Bad Decision for Employers (in more than one way)

The Deleon case is a concerning decision for at least two reasons. The more obvious reason is that employers may face liability when they refuse to transfer an employee to a position for which they applied, or when they actually do transfer an employee to a position for which they applied.

Perhaps the less obvious reason is that it appears that the Sixth Circuit has broadened the definition of adverse employment action in discrimination cases, so it is effectively the same definition applied in retaliation cases. Not only was this not the Supreme Court’s intention in Burlington Northern, but, more importantly, the Sixth Circuit has given more protection to employees than was originally intended by the legislature. Given the Sixth Circuit’s mixed jurisprudence in these cases, later decisions may finally and conclusively show Deleon to be an outlier. Until then, though, employers in the Sixth Circuit need to take special care in dealing with employees who may perceive an employment action taken against them as adverse. Similarly, attorneys representing employers in discrimination cases need to be aware of the judicial landmine that is the Deleon decision — and have a plan for showing it to be the misapplication that it is.

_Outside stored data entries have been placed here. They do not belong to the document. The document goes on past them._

//! Journal entry display formatting
//!
//! Entry lists are rendered with `tabled`; detail views and check results
//! are plain aligned text.

use chrono::NaiveDate;
use tabled::settings::object::Columns;
use tabled::settings::{Alignment, Style};
use tabled::{Table, Tabled};

use crate::config::settings::is_valid_date_format;
use crate::models::{Extraction, JournalEntry, Money, NoteKind};
use crate::services::validation::{EntryCheck, ValidationRules};
use crate::services::check_journal_entry;

#[derive(Tabled)]
struct EntryRow {
    #[tabled(rename = "ID")]
    id: String,
    #[tabled(rename = "Date")]
    date: String,
    #[tabled(rename = "Reference")]
    reference: String,
    #[tabled(rename = "Description")]
    description: String,
    #[tabled(rename = "Debit")]
    debit: String,
    #[tabled(rename = "Credit")]
    credit: String,
    #[tabled(rename = "Status")]
    status: &'static str,
}

/// Format a list of entries as a table
pub fn format_entry_list(entries: &[JournalEntry], date_format: &str) -> String {
    if entries.is_empty() {
        return "No journal entries found.\n".to_string();
    }

    let rules = ValidationRules::default();
    let rows = entries.iter().map(|entry| {
        let check = check_journal_entry(entry, &rules);
        EntryRow {
            id: entry.id.to_string(),
            date: format_date(entry.date, date_format),
            reference: entry.reference.clone().unwrap_or_default(),
            description: truncate(entry.description.as_deref().unwrap_or_default(), 32),
            debit: entry.total_debit().to_string(),
            credit: entry.total_credit().to_string(),
            status: if check.is_balanced() {
                "Balanced"
            } else {
                "Unbalanced"
            },
        }
    });

    let mut table = Table::new(rows);
    table
        .with(Style::psql())
        .modify(Columns::new(4..6), Alignment::right());

    let mut output = table.to_string();
    output.push_str(&format!("\n{} entries\n", entries.len()));
    output
}

/// Format one entry with its lines
pub fn format_entry_details(entry: &JournalEntry, date_format: &str, currency: &str) -> String {
    let mut output = String::new();

    output.push_str(&format!("Journal Entry: {}\n", entry.display_reference()));
    output.push_str(&format!("ID:          {}\n", entry.id));
    output.push_str(&format!("Date:        {}\n", format_date(entry.date, date_format)));
    if let Some(description) = &entry.description {
        output.push_str(&format!("Description: {}\n", description));
    }
    output.push_str(&format!(
        "Created:     {}\n\n",
        entry.created_at.format("%Y-%m-%d %H:%M UTC")
    ));

    output.push_str(&format!(
        "{:<8} {:<28} {:>14} {:>14}  {}\n",
        "Account", "Name", "Debit", "Credit", "Memo"
    ));
    output.push_str(&"-".repeat(80));
    output.push('\n');

    for line in &entry.lines {
        output.push_str(&format!(
            "{:<8} {:<28} {:>14} {:>14}  {}\n",
            line.account_code,
            truncate(&line.account_name, 28),
            blank_if_zero(line.debit),
            blank_if_zero(line.credit),
            line.description.as_deref().unwrap_or_default()
        ));
    }

    output.push_str(&"-".repeat(80));
    output.push('\n');
    output.push_str(&format!(
        "{:<37} {:>14} {:>14}\n",
        "Total",
        entry.total_debit(),
        entry.total_credit()
    ));

    let check = check_journal_entry(entry, &ValidationRules::default());
    output.push_str(&balance_line(&check, currency));
    output
}

/// Format the outcome of a pre-submit check
pub fn format_check(check: &EntryCheck, currency: &str) -> String {
    let mut output = String::new();
    output.push_str(&format!(
        "Total debits:  {}\n",
        check.balance.total_debit.format_with_currency(currency)
    ));
    output.push_str(&format!(
        "Total credits: {}\n",
        check.balance.total_credit.format_with_currency(currency)
    ));
    output.push_str(&balance_line(check, currency));

    if check.can_create() {
        output.push_str("Ready to create.\n");
    } else {
        output.push_str("Cannot create:\n");
        for issue in &check.issues {
            output.push_str(&format!("  - {}\n", issue));
        }
    }
    output
}

/// Format the result of processing an uploaded document
pub fn format_extraction(extraction: &Extraction, date_format: &str, currency: &str) -> String {
    let mut output = String::new();
    output.push_str(&format!("Document key: {}\n", extraction.storage_key));

    if !extraction.notes.is_empty() {
        output.push_str("\nCompliance notes:\n");
        for note in &extraction.notes {
            let marker = match note.kind {
                NoteKind::Error => "✗",
                NoteKind::Warning => "!",
                NoteKind::Info => "i",
            };
            output.push_str(&format!("  {} {}", marker, note.title));
            if !note.description.is_empty() && note.description != note.title {
                output.push_str(&format!(": {}", note.description));
            }
            output.push('\n');
        }
    }

    if extraction.entries.is_empty() {
        output.push_str("\nNo journal entries were extracted.\n");
    }
    for entry in &extraction.entries {
        output.push('\n');
        output.push_str(&format_entry_details(entry, date_format, currency));
    }
    output
}

fn balance_line(check: &EntryCheck, currency: &str) -> String {
    if check.is_balanced() {
        "✓ Balanced\n".to_string()
    } else {
        format!(
            "✗ Out of balance by {}\n",
            check.balance.difference().format_with_currency(currency)
        )
    }
}

/// Render with `date_format`, falling back to ISO when chrono rejects it
fn format_date(date: NaiveDate, date_format: &str) -> String {
    let date_format = if is_valid_date_format(date_format) {
        date_format
    } else {
        "%Y-%m-%d"
    };
    date.format(date_format).to_string()
}

fn blank_if_zero(amount: Money) -> String {
    if amount.is_zero() {
        String::new()
    } else {
        amount.to_string()
    }
}

fn truncate(s: &str, max_len: usize) -> String {
    if s.chars().count() <= max_len {
        s.to_string()
    } else {
        let cut: String = s.chars().take(max_len.saturating_sub(3)).collect();
        format!("{}...", cut)
    }
}

#[cfg(test)]
mod tests {
    use super::*;
    use crate::models::{AccountCode, EntryId, JournalEntryLine, LineId};
    use crate::services::validation::check_entry;
    use chrono::NaiveDate;

    fn entry(credit: i64) -> JournalEntry {
        let date = NaiveDate::from_ymd_opt(2025, 9, 1).unwrap();
        JournalEntry {
            id: EntryId::new(1),
            date,
            reference: Some("REF001".into()),
            description: Some("Owner capital".into()),
            created_at: date.and_hms_opt(8, 0, 0).unwrap().and_utc(),
            lines: vec![
                JournalEntryLine::new(
                    LineId::new(1),
                    AccountCode::new(1001),
                    "Cash",
                    Money::from_cents(250_000),
                    Money::zero(),
                ),
                JournalEntryLine::new(
                    LineId::new(2),
                    AccountCode::new(3001),
                    "Owner's Equity",
                    Money::zero(),
                    Money::from_cents(credit),
                ),
            ],
        }
    }

    #[test]
    fn test_entry_list_table() {
        let output = format_entry_list(&[entry(250_000), entry(100)], "%Y-%m-%d");
        assert!(output.contains("Reference"));
        assert!(output.contains("REF001"));
        assert!(output.contains("2,500.00"));
        assert!(output.contains("Balanced"));
        assert!(output.contains("Unbalanced"));
        assert!(output.contains("2 entries"));
    }

    #[test]
    fn test_bad_date_format_falls_back_to_iso() {
        let output = format_entry_list(&[entry(250_000)], "%Q");
        assert!(output.contains("2025-09-01"));

        let details = format_entry_details(&entry(250_000), "%Y-%", "MYR");
        assert!(details.contains("Date:        2025-09-01"));
    }

    #[test]
    fn test_empty_list() {
        assert_eq!(format_entry_list(&[], "%Y-%m-%d"), "No journal entries found.\n");
    }

    #[test]
    fn test_details_show_difference() {
        let output = format_entry_details(&entry(200_000), "%d/%m/%Y", "MYR");
        assert!(output.contains("Date:        01/09/2025"));
        assert!(output.contains("Out of balance by MYR 500.00"));
    }

    #[test]
    fn test_check_lists_reasons() {
        let e = entry(250_000);
        let check = check_entry("", "", &e.lines, &ValidationRules::default());
        let output = format_check(&check, "MYR");
        assert!(output.contains("✓ Balanced"));
        assert!(output.contains("Reference is required"));
        assert!(output.contains("Description is required"));
    }
}
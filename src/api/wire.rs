//! Request and response bodies exchanged with the backend
//!
//! Request types are strict. Response types are deliberately loose; they are
//! turned into the canonical models by `decode`.

use chrono::NaiveDate;
use serde::{Deserialize, Serialize};
use serde_json::Value;

use crate::models::JournalEntryDraft;

/// Body of `POST /v0/db/journal-entry`
#[derive(Debug, Clone, PartialEq, Serialize)]
pub struct JournalEntryRequest {
    pub date: NaiveDate,
    pub reference: String,
    pub description: String,
    pub lines: Vec<JournalLineRequest>,
}

#[derive(Debug, Clone, PartialEq, Serialize)]
pub struct JournalLineRequest {
    pub account_code: i64,
    pub debit: f64,
    pub credit: f64,
    pub description: String,
}

impl From<&JournalEntryDraft> for JournalEntryRequest {
    fn from(draft: &JournalEntryDraft) -> Self {
        Self {
            date: draft.date,
            reference: draft.reference.trim().to_string(),
            description: draft.description.trim().to_string(),
            lines: draft
                .lines()
                .iter()
                .map(|line| JournalLineRequest {
                    account_code: line.account_code.value(),
                    debit: line.debit.to_decimal(),
                    credit: line.credit.to_decimal(),
                    description: line.description.clone(),
                })
                .collect(),
        }
    }
}

/// Body of `POST /v0/bedrock/test`
#[derive(Debug, Clone, Serialize)]
pub struct PromptRequest<'a> {
    pub message: &'a str,
}

#[derive(Debug, Clone, Deserialize)]
pub struct PromptResponse {
    pub response: String,
}

/// Raw body of `POST /v0/db/upload-and-process`
#[derive(Debug, Clone, Deserialize)]
pub struct RawUploadResponse {
    pub s3_key: String,
    /// Either a JSON-encoded string or the entries themselves
    #[serde(default)]
    pub data: Value,
    #[serde(default)]
    pub validation: Option<Vec<Value>>,
}

/// A number that may arrive as a JSON number or a numeric string
#[derive(Debug, Clone, PartialEq, Deserialize)]
#[serde(untagged)]
pub enum NumberLike {
    Int(i64),
    Float(f64),
    Text(String),
}

/// Entry as the backend (or the extractor) happens to shape it
#[derive(Debug, Clone, Default, Deserialize)]
pub struct RawEntry {
    #[serde(default)]
    pub id: Option<NumberLike>,
    #[serde(default)]
    pub date: Option<String>,
    #[serde(default)]
    pub reference: Option<String>,
    #[serde(default)]
    pub description: Option<String>,
    #[serde(default)]
    pub created_at: Option<String>,
    #[serde(default)]
    pub lines: Vec<RawLine>,
}

/// Line in either historical shape (`account_code` or `account_id`)
#[derive(Debug, Clone, Default, Deserialize)]
pub struct RawLine {
    #[serde(default)]
    pub id: Option<NumberLike>,
    #[serde(default)]
    pub account_code: Option<NumberLike>,
    #[serde(default)]
    pub account_id: Option<NumberLike>,
    #[serde(default)]
    pub account_name: Option<String>,
    #[serde(default)]
    pub debit: Option<NumberLike>,
    #[serde(default)]
    pub credit: Option<NumberLike>,
    #[serde(default)]
    pub description: Option<String>,
}

/// Compliance note as the backend sends it
#[derive(Debug, Clone, Default, Deserialize)]
pub struct RawNote {
    #[serde(default, rename = "type")]
    pub kind: Option<String>,
    #[serde(default)]
    pub severity: Option<String>,
    #[serde(default)]
    pub title: Option<String>,
    #[serde(default)]
    pub message: Option<String>,
    #[serde(default)]
    pub description: Option<String>,
    #[serde(default)]
    pub field: Option<String>,
}

#[cfg(test)]
mod tests {
    use super::*;
    use crate::models::{AccountCode, DraftLine, Money};

    #[test]
    fn test_request_body_shape() {
        let draft = JournalEntryDraft::with_lines(
            NaiveDate::from_ymd_opt(2025, 9, 10).unwrap(),
            vec![
                DraftLine::new_debit(AccountCode::new(5001), Money::from_cents(500_050))
                    .with_description("Rent"),
                DraftLine::new_credit(AccountCode::new(1001), Money::from_cents(500_050)),
            ],
        )
        .reference(" RENT-001 ")
        .description("Office rent");

        let body = serde_json::to_value(JournalEntryRequest::from(&draft)).unwrap();
        assert_eq!(body["date"], "2025-09-10");
        assert_eq!(body["reference"], "RENT-001");
        assert_eq!(body["lines"][0]["account_code"], 5001);
        assert_eq!(body["lines"][0]["debit"], 5000.5);
        assert_eq!(body["lines"][0]["credit"], 0.0);
        assert_eq!(body["lines"][0]["description"], "Rent");
        assert_eq!(body["lines"][1]["credit"], 5000.5);
    }

    #[test]
    fn test_number_like_variants() {
        let values: Vec<NumberLike> = serde_json::from_str(r#"[1, 2.5, "3.75"]"#).unwrap();
        assert_eq!(
            values,
            vec![
                NumberLike::Int(1),
                NumberLike::Float(2.5),
                NumberLike::Text("3.75".into())
            ]
        );
    }
}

[i] 739 F.3d 914 (6th Cir. 2014).
[ii] 916.
[iii] Id. at 917-18.
[iv] Id. at 918.
[v] 548 U.S. 53 (2006).
[vi] Id. at 71.
[vii] Id. at 67.
[viii] Id. at 68.
[ix] Id. at 62.
[x] Id. at 63-64.
[xi] 739 F.3d at 920.
[xii] Id. at 919.
[xiii] 188 F.3d 652, 662 (6th Cir. 1999) (discussing definition of adverse employment action under Title VII retaliation claim).
[xiv] 250 F.3d 336, 343 (6th Cir. 2001) (analyzing whether lateral transfer constitutes adverse employment action under Title VII retaliation claim).
[xv] 126 F.3d 794, 808 (6th Cit. 1997) (analyzing retaliation claim under ERISA).
[xvi] 97 F.3d 876, 885-87 (6th Cir. 1996) (analyzing discrimination suit brought under the ADA).
[xvii] 297 F.3d 535, 539 (6th Cir. 2002) (analyzing constructive discharge claim brought under Title VII and Age Discrimination in Employment Act).